### [WHAT TO WORK ON]
Lines with "that" in the records below: say how many there are, and add nothing.

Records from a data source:
______

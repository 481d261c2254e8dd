//! Hashtag extraction and canonicalization.
//!
//! A canonical tag is a non-empty string over `[a-z0-9_]`. Every tag that
//! enters the system, whether scanned from post text, typed into an explicit
//! tag field, or supplied as a filter, goes through [`normalize`], so
//! `#Music`, `#MUSIC!!` and `music` all land on the key `music`.

use std::collections::HashSet;

fn is_tag_char(c: char) -> bool {
    c.is_ascii_lowercase() || c.is_ascii_digit() || c == '_'
}

/// Canonicalize a raw tag token.
///
/// Strips every `#`, trims, lowercases, and drops any character outside
/// `[a-z0-9_]`. Returns `None` when nothing is left.
pub fn normalize(raw: &str) -> Option<String> {
    let tag: String = raw
        .replace('#', "")
        .trim()
        .to_lowercase()
        .chars()
        .filter(|c| is_tag_char(*c))
        .collect();
    (!tag.is_empty()).then_some(tag)
}

/// Scan free text for `#tags`.
///
/// Splits on whitespace, keeps tokens that start with `#` and have at least
/// one more character, normalizes them, and removes duplicates while keeping
/// first-seen order.
pub fn extract_and_dedupe(text: &str) -> Vec<String> {
    let mut seen = HashSet::new();
    text.split_whitespace()
        .filter(|token| token.starts_with('#') && token.len() > 1)
        .filter_map(normalize)
        .filter(|tag| seen.insert(tag.clone()))
        .collect()
}

/// Fold an explicit tag field into the post body.
///
/// Every tag found in `explicit` is appended to `body` as a `#tag` token,
/// even when the body already mentions it, so the post's hashtags stay
/// derivable from its content alone. Without usable explicit tags the body
/// is returned unchanged.
pub fn compose_content(body: &str, explicit: Option<&str>) -> String {
    let extra: Vec<String> = explicit
        .map(extract_and_dedupe)
        .unwrap_or_default()
        .into_iter()
        .map(|tag| format!("#{tag}"))
        .collect();

    if extra.is_empty() {
        body.to_string()
    } else if body.trim().is_empty() {
        extra.join(" ")
    } else {
        format!("{body} {}", extra.join(" "))
    }
}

______

### [TASK SOLUTION]
2